Holding his arm straight down at his side, the gun concealed in the folds of his heavy military coat, he swung wide the door, his eyes hard and alert. Standing outside, with his back to Jack, was a stocky man in a black overcoat, the shoulders dusted with white flakes of snow. At the sound of the door opening, he turned, revealing a familiar handsome, ebony-skinned face.

It was an effort for Jack to keep the surprise from his expression, but somehow he managed it.

"Rex," he said, his tone wary as he greeted his visitor. The CIA agent was a friend, of sorts. Together, they had taken down the Miracle and saved the world. But that didn't explain why he was here now, in Wales, a week before Christmas, standing on Jack's doorstep in the middle of the night.

"Hey, World War Two," Rex responded. He nodded towards the gun held at Jack's side. "Jumpy as ever, I see."

"Yeah, well, you know me. I really hate carol singers," Jack quipped.

"You gonna ask me in, or do I have to stand out here all night in the snow?"

Jack hesitated, his eyes scanning the quiet street outside for any threat. He could never be sure he wasn't being watched. This could be some sort of set-up. At the very least, Rex could have been followed. However, he couldn't see anything strange or out of place. The surface of the road was covered with a fresh layer of pristine snow, glittering under the urine-yellow street lamps, and a chill breeze whispered through the leafless trees that lined the street. Nothing moved, not even a stray cat. It was almost _too_ quiet.

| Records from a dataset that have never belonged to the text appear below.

impl FlushTimer {
    fn start(inner: Weak<Inner>, period: Duration) -> Self {
        let (shutdown, mut shutdown_rx) = watch::channel(false);
        let handle = tokio::spawn(async move {
            let mut ticker = tokio::time::interval_at(Instant::now() + period, period);
            ticker.set_missed_tick_behavior(MissedTickBehavior::Delay);
            loop {
                tokio::select! {
                    _ = ticker.tick() => {
                        let Some(inner) = inner.upgrade() else { break };
                        tokio::join!(
                            inner.flush_actions(Trigger::Scheduled),
                            inner.flush_errors(Trigger::Scheduled)
                        );
                    }
                    _ = shutdown_rx.changed() => break,
                }
            }
        });
        Self { shutdown, handle }
    }

    /// Signal the loop to exit after any tick in progress.
    fn cancel(&self) {
        let _ = self.shutdown.send(true);
    }

    async fn stop(self) {
        self.cancel();
        if let Err(e) = self.handle.await {
            warn!(error = %e, "Flush timer task ended abnormally");
        }
    }
}

impl ActivityLogger {
    /// Create a logger talking HTTP to the configured endpoints.
    pub fn new(config: LoggerConfig) -> Result<Self> {
        config.validate()?;
        let transport = HttpTransport::new(config.request_timeout)?;
        Ok(Self::with_transport(config, Arc::new(transport)))
    }

    pub fn with_transport(config: LoggerConfig, transport: Arc<dyn Transport>) -> Self {
        let retry = RetryPolicy::from_config(&config);
        Self {
            inner: Arc::new(Inner {
                config,
                retry,
                transport,
                actions: BatchQueue::new(),
                errors: BatchQueue::new(),
                lifecycle: Mutex::new(Lifecycle::default()),
                tasks: TaskTracker::new(),
                refreshes: TaskTracker::new(),
            }),
        }
    }

    /// Bind the logger to a user, open a session and start the flush timer.
    ///
    /// Runs at most once per instance. Session creation failure is logged and
    /// the logger still becomes ready, queueing events without a session.
    pub async fn initialize(&self, user_id: impl Into<String>, tokens: Arc<dyn TokenProvider>) {
        let user_id = user_id.into();
        {
            let mut lifecycle = self.inner.lifecycle();
            if lifecycle.state != LoggerState::Uninitialized {
                warn!(state = ?lifecycle.state, "Activity logger already initialized");
                return;
            }
            lifecycle.state = LoggerState::Initializing;
            lifecycle.user_id = Some(user_id.clone());
            lifecycle.tokens = Some(tokens.clone());
            lifecycle.runtime = Handle::try_current().ok();
        }

        let session = match resolve_token(tokens.as_ref()).await {
            Some(bearer) => {
                let api = SessionApi::new(self.inner.transport.as_ref(), &self.inner.config.session_url);
                match api.create(&bearer, &user_id).await {
                    Ok(session) => Some(session),
                    Err(e) => {
                        warn!(user_id = %user_id, error = %e, "Session creation failed, continuing without a session");
                        None
                    }
                }
            }
            None => {
                warn!(user_id = %user_id, "No auth token available, continuing without a session");
                None
            }
        };

        let orphaned = {
            let mut lifecycle = self.inner.lifecycle();
            if lifecycle.state == LoggerState::Initializing {
                let session_id = session.as_ref().map(|s| s.id.clone());
                lifecycle.session = session;
                if let Some(previous) = lifecycle.timer.take() {
                    previous.cancel();
                }
                lifecycle.timer = Some(FlushTimer::start(
                    Arc::downgrade(&self.inner),
                    self.inner.config.flush_interval,
                ));
                lifecycle.state = LoggerState::Ready;
                info!(user_id = %user_id, session_id = ?session_id, "Activity logger ready");
                None
            } else {
                session
            }
        };

        // Destroyed while the session request was in flight.
        if let Some(session) = orphaned {
            self.inner.end_remote_session(session, Some(tokens)).await;
        }
    }

    /// Queue a user action. Ignored unless the logger is ready.
    pub fn log_action(&self, event: ActionEvent) {
        if let Err(e) = event.validate() {
            warn!(action = %event.action, error = %e, "Dropping invalid action");
            return;
        }

        let (queued, runtime) = {
            let lifecycle = self.inner.lifecycle();
            if lifecycle.state != LoggerState::Ready {
                warn!(state = ?lifecycle.state, action = %event.action, "log_action ignored, logger not ready");
                return;
            }
            let record = ActionRecord {
                client_event_id: Uuid::new_v4(),
                session_id: lifecycle.session.as_ref().map(|s| s.id.clone()),
                action: event.action,
                category: event.category,
                calendar_id: event.calendar_id,
                event_id: event.event_id,
                impact_score: event.impact_score,
                time_horizon: event.time_horizon,
                metadata: sanitize_metadata(event.metadata.unwrap_or_default()),
                client_timestamp: event.client_timestamp.unwrap_or_else(Utc::now),
            };
            (self.inner.actions.push(record), lifecycle.runtime.clone())
        };

        if queued >= self.inner.config.batch_size {
            if let Some(runtime) = runtime {
                let inner = self.inner.clone();
                self.inner.tasks.spawn_on(
                    async move {
                        inner.flush_actions(Trigger::Scheduled).await;
                    },
                    &runtime,
                );
            }
        }
    }

    /// Queue an error. Ignored unless the logger is ready.
    pub fn log_error(&self, event: ErrorEvent) {
        if let Err(e) = event.validate() {
            warn!(error = %e, "Dropping invalid error event");
            return;
        }

        let (queued, runtime) = {
            let lifecycle = self.inner.lifecycle();
            if lifecycle.state != LoggerState::Ready {
                warn!(state = ?lifecycle.state, "log_error ignored, logger not ready");
                return;
            }
            let record = ErrorRecord {
                client_event_id: Uuid::new_v4(),
                session_id: lifecycle.session.as_ref().map(|s| s.id.clone()),
                error_code: event.error_code,
                error_message: event.message,
                error_stack: event.stack.as_deref().map(truncate_stack),
                recovery_action: event.recovery_action,
                calendar_id: event.calendar_id,
                metadata: sanitize_metadata(event.metadata.unwrap_or_default()),
                client_timestamp: event.client_timestamp.unwrap_or_else(Utc::now),
            };
            (self.inner.errors.push(record), lifecycle.runtime.clone())
        };

        if queued >= self.inner.config.error_flush_threshold() {
            if let Some(runtime) = runtime {
                let inner = self.inner.clone();
                self.inner.tasks.spawn_on(
                    async move {
                        inner.flush_errors(Trigger::Scheduled).await;
                    },
                    &runtime,
                );
            }
        }
    }

    /// Run one flush cycle of both queues now, as a timer tick would.
    pub async fn flush(&self) -> FlushReport {
        let (actions, errors) = tokio::join!(
            self.inner.flush_actions(Trigger::Requested),
            self.inner.flush_errors(Trigger::Requested)
        );
        FlushReport { actions, errors }
    }

    /// Deliver everything queued, then close the tracked session.
    ///
    /// The session is untracked before the queues drain, so deliveries made
    /// here do not refresh it, and refreshes already in flight land before
    /// the end request.
    pub async fn end_session(&self) {
        let (session, tokens) = {
            let mut lifecycle = self.inner.lifecycle();
            (lifecycle.session.take(), lifecycle.tokens.clone())
        };
        let Some(session) = session else {
            debug!("end_session called without a tracked session");
            return;
        };

        self.inner.drain().await;
        self.inner.settle_refreshes().await;
        self.inner.end_remote_session(session, tokens).await;
    }

    /// Stop the timer, deliver what is queued and close the session in the
    /// background. The logger accepts no further events afterwards.
    pub async fn destroy(&self) {
        let (timer, runtime) = {
            let mut lifecycle = self.inner.lifecycle();
            if lifecycle.state == LoggerState::Destroyed {
                debug!("Activity logger already destroyed");
                return;
            }
            lifecycle.state = LoggerState::Destroyed;
            (lifecycle.timer.take(), lifecycle.runtime.clone())
        };

        if let Some(timer) = timer {
            timer.stop().await;
        }
        self.inner.tasks.close();
        self.inner.tasks.wait().await;

        self.inner.drain().await;
        self.inner.settle_refreshes().await;

        let (session, tokens) = {
            let mut lifecycle = self.inner.lifecycle();
            (lifecycle.session.take(), lifecycle.tokens.clone())
        };
        if let Some(session) = session {
            let inner = self.inner.clone();
            let end = async move { inner.end_remote_session(session, tokens).await };
            match runtime {
                Some(runtime) => drop(self.inner.tasks.spawn_on(end, &runtime)),
                None => drop(self.inner.tasks.spawn(end)),
            }
        }

        let pending = self.pending();
        info!(
            pending_actions = pending.actions,
            pending_errors = pending.errors,
            "Activity logger destroyed"
        );
    }

    /// Resolves once [`destroy`](Self::destroy) has returned and its
    /// background session end has completed. Pending until then.
    pub async fn wait_until_closed(&self) {
        self.inner.tasks.wait().await;
    }

    /// Ready and holding a session.
    pub fn is_ready(&self) -> bool {
        let lifecycle = self.inner.lifecycle();
        lifecycle.state == LoggerState::Ready && lifecycle.session.is_some()
    }

    pub fn state(&self) -> LoggerState {
        self.inner.lifecycle().state
    }

    pub fn session(&self) -> Option<Session> {
        self.inner.lifecycle().session.clone()
    }

    pub fn user_id(&self) -> Option<String> {
        self.inner.lifecycle().user_id.clone()
    }

    pub fn pending(&self) -> PendingCounts {
        PendingCounts {
            actions: self.inner.actions.len(),
            errors: self.inner.errors.len(),
        }
    }

    #[cfg(test)]
    fn queued_actions(&self) -> Vec<ActionRecord> {
        self.inner.actions.snapshot()
    }
}
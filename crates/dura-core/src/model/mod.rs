//! Modelo persistido: ejecuciones y registros de step.

pub mod execution;
pub mod step;

pub use execution::{lease_cutoff, ExecutionOutcome, ExecutionStatus, NewExecution, WorkflowExecution};
pub use step::{StepOutcome, StepRecord, StepStatus};
//! dura-chat: conversaciones y mensajes sobre el motor durable.
//!
//! Las tres operaciones que modifican datos (`create_conversation`,
//! `send_message`, `delete_conversation`) son workflows registrados en un
//! `WorkflowRegistry`; las lecturas van directas al `ChatStore`.
//!
//! Módulos:
//! - `models`: conversación, mensaje, entradas/salidas de los workflows.
//! - `store`: trait `ChatStore` y backend en memoria.
//! - `model`: clientes del modelo de texto (`ChatModel`): OpenAI compatible
//!   y Anthropic.
//! - `workflows`: funciones de workflow y su registro.

pub mod config;
pub mod error;
pub mod model;
pub mod models;
pub mod store;
pub mod workflows;

pub use config::{ModelConfig, ModelProvider};
pub use error::{ChatError, ModelError};
pub use model::{from_config as model_from_config, AnthropicModel, ChatModel, OpenAiCompatModel, ScriptedModel};
pub use models::{Conversation, Message, NewMessage, Role, SendMessageInput, SendMessageOutput};
pub use store::{ChatStore, InMemoryChatStore};
pub use workflows::{ChatWorkflows, CREATE_CONVERSATION, DELETE_CONVERSATION, MODEL_CALL_CLASS, SEND_MESSAGE};
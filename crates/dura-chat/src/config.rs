//! Configuración del cliente del modelo.
//!
//! - `MODEL_PROVIDER` (`openai`): `openai` para endpoints compatibles con
//!   OpenAI, `anthropic` para la API de mensajes de Anthropic
//! - `MODEL_BASE_URL` (`http://localhost:8000`, o `https://api.anthropic.com`)
//! - `MODEL_NAME` (`meta-llama/Meta-Llama-3.1-8B-Instruct`, o
//!   `claude-sonnet-4-20250514`)
//! - `MODEL_API_KEY` (opcional con `openai`; con `anthropic` se acepta
//!   también `ANTHROPIC_API_KEY` y es obligatoria)
//! - `MODEL_MAX_TOKENS` (4096), `MODEL_TEMPERATURE` (0.7)
//! - `MODEL_TIMEOUT_SECS` (120): timeout por petición
//! - `MODEL_MAX_ATTEMPTS` (5): intentos del step `generate_reply`

use std::env;
use std::time::Duration;

use dura_core::config::{init_dotenv, ConfigError};

#[derive(Debug, Clone, Copy, PartialEq, Eq, Default)]
pub enum ModelProvider {
    #[default]
    OpenAiCompat,
    Anthropic,
}

impl ModelProvider {
    pub fn parse(raw: &str) -> Option<Self> {
        match raw.trim().to_ascii_lowercase().as_str() {
            "openai" | "openai-compat" => Some(Self::OpenAiCompat),
            "anthropic" => Some(Self::Anthropic),
            _ => None,
        }
    }
}

#[derive(Debug, Clone, PartialEq)]
pub struct ModelConfig {
    pub provider: ModelProvider,
    pub base_url: String,
    pub model: String,
    pub api_key: Option<String>,
    pub max_tokens: u32,
    pub temperature: f64,
    pub timeout: Duration,
    pub max_attempts: u32,
}

impl Default for ModelConfig {
    fn default() -> Self {
        Self { provider: ModelProvider::OpenAiCompat,
               base_url: "http://localhost:8000".into(),
               model: "meta-llama/Meta-Llama-3.1-8B-Instruct".into(),
               api_key: None,
               max_tokens: 4096,
               temperature: 0.7,
               timeout: Duration::from_secs(120),
               max_attempts: 5 }
    }
}

fn parsed<T: std::str::FromStr>(var: &str, default: T) -> Result<T, ConfigError> {
    match env::var(var) {
        Ok(raw) => raw.trim().parse().map_err(|_| ConfigError { var: var.into(), value: raw }),
        Err(_) => Ok(default),
    }
}

fn non_empty(var: &str) -> Option<String> {
    env::var(var).ok().filter(|v| !v.trim().is_empty())
}

impl ModelConfig {
    /// Valores por defecto para la API de Anthropic.
    pub fn anthropic() -> Self {
        Self { provider: ModelProvider::Anthropic,
               base_url: "https://api.anthropic.com".into(),
               model: "claude-sonnet-4-20250514".into(),
               ..Self::default() }
    }

    pub fn from_env() -> Result<Self, ConfigError> {
        init_dotenv();
        let provider = match env::var("MODEL_PROVIDER") {
            Ok(raw) => ModelProvider::parse(&raw).ok_or(ConfigError { var: "MODEL_PROVIDER".into(), value: raw })?,
            Err(_) => ModelProvider::default(),
        };
        let d = match provider {
            ModelProvider::OpenAiCompat => Self::default(),
            ModelProvider::Anthropic => Self::anthropic(),
        };
        let api_key = match provider {
            ModelProvider::OpenAiCompat => non_empty("MODEL_API_KEY"),
            ModelProvider::Anthropic => non_empty("MODEL_API_KEY").or_else(|| non_empty("ANTHROPIC_API_KEY")),
        };
        Ok(Self { provider,
                  base_url: env::var("MODEL_BASE_URL").unwrap_or(d.base_url),
                  model: env::var("MODEL_NAME").unwrap_or(d.model),
                  api_key,
                  max_tokens: parsed("MODEL_MAX_TOKENS", d.max_tokens)?,
                  temperature: parsed("MODEL_TEMPERATURE", d.temperature)?,
                  timeout: Duration::from_secs(parsed("MODEL_TIMEOUT_SECS", d.timeout.as_secs())?),
                  max_attempts: parsed("MODEL_MAX_ATTEMPTS", d.max_attempts)? })
    }

    pub fn completions_url(&self) -> String {
        format!("{}/v1/chat/completions", self.base_url.trim_end_matches('/'))
    }

    pub fn messages_url(&self) -> String {
        format!("{}/v1/messages", self.base_url.trim_end_matches('/'))
    }
}
//! Hashing y canonicalización JSON.
//!
//! El motor lo usa para derivar identificadores estables a partir de la
//! posición de un step y para comparar inputs de forma independiente del
//! orden de claves.

pub mod canonical_json;
pub mod hash;

pub use canonical_json::to_canonical_json;
pub use hash::{derive_uuid, hash_str, hash_value};
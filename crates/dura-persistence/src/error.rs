//! Errores de persistencia.
//! Mapea errores de Diesel / pool a variantes semánticas, y éstas a los
//! errores de los traits de almacenamiento (`StoreError`, `ChatError`).

use diesel::result::{DatabaseErrorKind, Error as DieselError};
use dura_chat::ChatError;
use dura_core::StoreError;
use thiserror::Error;

use crate::pg::{is_retryable, is_transient_message};

#[derive(Debug, Error)]
pub enum PersistenceError {
    #[error("unique violation: {0}")]
    UniqueViolation(String),
    #[error("check violation: {0}")]
    CheckViolation(String),
    #[error("foreign key violation: {0}")]
    ForeignKeyViolation(String),
    #[error("not found")]
    NotFound,
    #[error("serialization conflict (retryable)")]
    SerializationConflict,
    #[error("transient IO / connection pool error: {0}")]
    TransientIo(String),
    #[error("corrupt row: {0}")]
    Corrupt(String),
    #[error("configuration error: {0}")]
    Config(String),
    #[error("unknown database error: {0}")]
    Unknown(String),
}

impl From<DieselError> for PersistenceError {
    fn from(err: DieselError) -> Self {
        match err {
            DieselError::NotFound => Self::NotFound,
            DieselError::DatabaseError(kind, info) => match kind {
                DatabaseErrorKind::UniqueViolation => Self::UniqueViolation(info.message().to_string()),
                DatabaseErrorKind::CheckViolation => Self::CheckViolation(info.message().to_string()),
                DatabaseErrorKind::ForeignKeyViolation => Self::ForeignKeyViolation(info.message().to_string()),
                DatabaseErrorKind::SerializationFailure => Self::SerializationConflict,
                DatabaseErrorKind::ClosedConnection => Self::TransientIo(info.message().to_string()),
                other => Self::Unknown(format!("db error kind {:?}: {}", other, info.message())),
            },
            DieselError::DeserializationError(e) => Self::Corrupt(format!("deser: {e}")),
            DieselError::SerializationError(e) => Self::Unknown(format!("ser: {e}")),
            DieselError::BrokenTransactionManager => Self::TransientIo("broken transaction manager".into()),
            DieselError::RollbackErrorOnCommit { rollback_error, commit_error } => {
                Self::Unknown(format!("rollback={rollback_error}; commit={commit_error}"))
            }
            other => Self::Unknown(format!("unhandled diesel error: {other:?}")),
        }
    }
}

impl From<PersistenceError> for StoreError {
    fn from(err: PersistenceError) -> Self {
        match err {
            PersistenceError::TransientIo(m) => StoreError::Unavailable(m),
            PersistenceError::SerializationConflict => StoreError::Unavailable("serialization conflict".into()),
            PersistenceError::UniqueViolation(m)
            | PersistenceError::CheckViolation(m)
            | PersistenceError::ForeignKeyViolation(m) => StoreError::Conflict(m),
            PersistenceError::NotFound => StoreError::NotFound("row".into()),
            PersistenceError::Corrupt(m) => StoreError::Corrupt(m),
            PersistenceError::Unknown(m) if is_transient_message(&m) => StoreError::Unavailable(m),
            PersistenceError::Config(m) | PersistenceError::Unknown(m) => StoreError::Backend(m),
        }
    }
}

impl From<PersistenceError> for ChatError {
    fn from(err: PersistenceError) -> Self {
        match err {
            e if is_retryable(&e) => ChatError::Unavailable(e.to_string()),
            PersistenceError::ForeignKeyViolation(m) => ChatError::ConversationNotFound(m),
            other => ChatError::Store(other.to_string()),
        }
    }
}

#[cfg(test)]
mod tests {
    use super::*;

    #[test]
    fn pool_errors_stay_retryable_across_layers() {
        let store: StoreError = PersistenceError::TransientIo("pool timeout".into()).into();
        assert_eq!(store, StoreError::Unavailable("pool timeout".into()));
        let chat: ChatError = PersistenceError::SerializationConflict.into();
        assert!(chat.is_transient());
    }

    #[test]
    fn transient_unknown_errors_stay_retryable_across_layers() {
        let deadlock = || PersistenceError::Unknown("ERROR: deadlock detected".into());
        let chat: ChatError = deadlock().into();
        assert!(chat.is_transient(), "{chat:?}");
        let store: StoreError = deadlock().into();
        assert_eq!(store, StoreError::Unavailable("ERROR: deadlock detected".into()));

        let refused: ChatError = PersistenceError::Unknown("connection refused".into()).into();
        assert!(matches!(refused, ChatError::Unavailable(_)));

        let syntax: ChatError = PersistenceError::Unknown("syntax error at or near".into()).into();
        assert!(matches!(syntax, ChatError::Store(_)));
        let syntax: StoreError = PersistenceError::Unknown("syntax error at or near".into()).into();
        assert!(matches!(syntax, StoreError::Backend(_)));
    }

    #[test]
    fn diesel_not_found_maps_to_not_found() {
        assert!(matches!(PersistenceError::from(DieselError::NotFound), PersistenceError::NotFound));
    }
}
use std::sync::Arc;
use std::time::Duration;

use dura_chat::{ChatStore, InMemoryChatStore, ModelConfig, ModelError, Role, ScriptedModel, SendMessageInput,
                MODEL_CALL_CLASS, SEND_MESSAGE};
use dura_core::{EngineConfig, ExecutionStatus, InMemoryWorkflowStore, NewExecution, RetryPolicy, WorkflowStore};
use durachat::config::with_model_policy;
use durachat::{App, AppError};
use uuid::Uuid;

fn engine_config() -> EngineConfig {
    let quick = RetryPolicy::default().with_backoff(Duration::from_millis(1), 2.0, Duration::from_millis(2));
    let engine = EngineConfig::default().with_default_retry(quick).with_result_poll_interval(Duration::from_millis(10));
    let model = ModelConfig { max_attempts: 3, ..ModelConfig::default() };
    let engine = with_model_policy(engine, &model);
    let class = engine.step_classes[MODEL_CALL_CLASS].clone();
    engine.with_step_class(MODEL_CALL_CLASS,
                           class.with_backoff(Duration::from_millis(1), 2.0, Duration::from_millis(2)))
}

struct World {
    workflows: Arc<InMemoryWorkflowStore>,
    chat: Arc<InMemoryChatStore>,
}

impl World {
    fn new() -> Self {
        Self { workflows: Arc::new(InMemoryWorkflowStore::new()), chat: Arc::new(InMemoryChatStore::new()) }
    }

    /// Un "proceso": app nueva sobre los mismos stores.
    fn boot(&self, model: Arc<ScriptedModel>) -> App<InMemoryWorkflowStore> {
        App::new(self.workflows.clone(), self.chat.clone(), model, engine_config()).unwrap()
    }
}

#[test]
fn conversation_round_trip_through_the_app() {
    let world = World::new();
    let model = Arc::new(ScriptedModel::new());
    model.push_reply("¡hola!");
    let app = world.boot(model);

    let conv = app.create_conversation(None).unwrap();
    let out = app.send_message(conv.id, "hola", None).unwrap();
    assert_eq!(out.assistant_message.content, "¡hola!");

    let messages = app.list_messages(conv.id).unwrap();
    assert_eq!(messages.iter().map(|m| m.role).collect::<Vec<_>>(), vec![Role::User, Role::Assistant]);
    assert_eq!(app.list_conversations().unwrap(), vec![conv.clone()]);

    assert!(app.delete_conversation(conv.id, None).unwrap());
    assert!(app.list_conversations().unwrap().is_empty());
    assert!(matches!(app.list_messages(conv.id), Err(AppError::NotFound(_))));
    assert!(app.shutdown());
}

#[test]
fn input_is_validated_before_starting_a_workflow() {
    let world = World::new();
    let app = world.boot(Arc::new(ScriptedModel::new()));
    let conv = app.create_conversation(None).unwrap();

    let blank = app.send_message(conv.id, "  ", None).unwrap_err();
    assert_eq!(blank.exit_code(), 3);
    let missing = app.send_message(Uuid::new_v4(), "hola", None).unwrap_err();
    assert_eq!(missing.exit_code(), 4);
    // sólo existe la ejecución de create_conversation
    assert_eq!(world.workflows.execution_count(), 1);
}

#[test]
fn same_key_returns_the_recorded_reply() {
    let world = World::new();
    let model = Arc::new(ScriptedModel::new());
    model.push_reply("primera");
    let app = world.boot(model.clone());
    let conv = app.create_conversation(Some("conv-1".into())).unwrap();
    assert_eq!(app.create_conversation(Some("conv-1".into())).unwrap(), conv);

    let a = app.send_message(conv.id, "hola", Some("msg-1".into())).unwrap();
    let b = app.send_message(conv.id, "hola", Some("msg-1".into())).unwrap();
    assert_eq!(a, b);
    assert_eq!(model.calls(), 1);
    assert_eq!(app.list_messages(conv.id).unwrap().len(), 2);
}

#[test]
fn restart_resumes_an_interrupted_send() {
    let world = World::new();
    let conv = world.chat.create_conversation(Uuid::new_v4()).unwrap();
    // el proceso anterior registró la ejecución y murió antes de ejecutarla
    let input = SendMessageInput { conversation_id: conv.id, content: "¿sigues ahí?".into() };
    world.workflows
         .create_execution_if_absent(NewExecution { id: "send-1".into(),
                                                    workflow_name: SEND_MESSAGE.into(),
                                                    input: serde_json::to_value(&input).unwrap() })
         .unwrap();

    let model = Arc::new(ScriptedModel::new());
    model.push_error(ModelError::Status { status: 502, body: "gateway".into() }).push_reply("sí");
    let app = world.boot(model.clone());
    assert_eq!(app.pending().unwrap().len(), 1);

    let summary = app.recover_and_wait().unwrap();
    assert_eq!((summary.resumed, summary.succeeded), (1, 1));
    assert!(app.pending().unwrap().is_empty());
    assert_eq!(model.calls(), 2);

    let report = app.status("send-1").unwrap();
    assert_eq!(report.execution.status, ExecutionStatus::Success);
    assert_eq!(report.steps.len(), 4);
    assert_eq!(report.steps[2].attempt_count, 2);
    let contents: Vec<String> = app.list_messages(conv.id).unwrap().into_iter().map(|m| m.content).collect();
    assert_eq!(contents, vec!["¿sigues ahí?", "sí"]);
}

#[test]
fn forget_only_removes_finished_executions() {
    let world = World::new();
    let app = world.boot(Arc::new(ScriptedModel::new()));
    world.workflows
         .create_execution_if_absent(NewExecution { id: "stuck".into(),
                                                    workflow_name: SEND_MESSAGE.into(),
                                                    input: serde_json::json!({}) })
         .unwrap();
    let rejected = app.forget("stuck").unwrap_err();
    assert_eq!(rejected.exit_code(), 4);
    assert!(matches!(app.forget("nope"), Err(AppError::NotFound(_))));

    app.create_conversation(Some("c".into())).unwrap();
    app.forget("c").unwrap();
    assert!(matches!(app.status("c"), Err(AppError::NotFound(_))));
}

#[test]
fn single_conversation_is_read_or_reported_missing() {
    let world = World::new();
    let app = world.boot(Arc::new(ScriptedModel::new()));
    let conv = app.create_conversation(None).unwrap();
    assert_eq!(app.get_conversation(conv.id).unwrap(), conv);

    let missing = app.get_conversation(Uuid::new_v4()).unwrap_err();
    assert!(matches!(missing, AppError::NotFound(_)));
    assert_eq!(missing.exit_code(), 4);
}

#[test]
fn key_reused_with_other_content_is_rejected() {
    let world = World::new();
    let model = Arc::new(ScriptedModel::new());
    model.push_reply("vale");
    let app = world.boot(model.clone());
    let conv = app.create_conversation(None).unwrap();
    app.send_message(conv.id, "hola", Some("msg-1".into())).unwrap();

    let err = app.send_message(conv.id, "adiós", Some("msg-1".into())).unwrap_err();
    assert!(matches!(err, AppError::Rejected(_)));
    assert_eq!(err.exit_code(), 4);
    assert_eq!(model.calls(), 1);
    assert_eq!(app.list_messages(conv.id).unwrap().len(), 2);
}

He made a sweeping gesture with his arm, stepping back to allow Rex to enter. " _Mi casa_ es _su casa."_

Once the other man was inside, he closed the door firmly and flipped the locks. Only then did he holster his weapon and turn to face Rex.

The CIA agent was looking around the grimy entrance hall, one eyebrow raised as his quick eyes took in his surroundings. "Nice place you got here. I like what you've done with the décor. Dust and cobwebs. Very gothic. Very you."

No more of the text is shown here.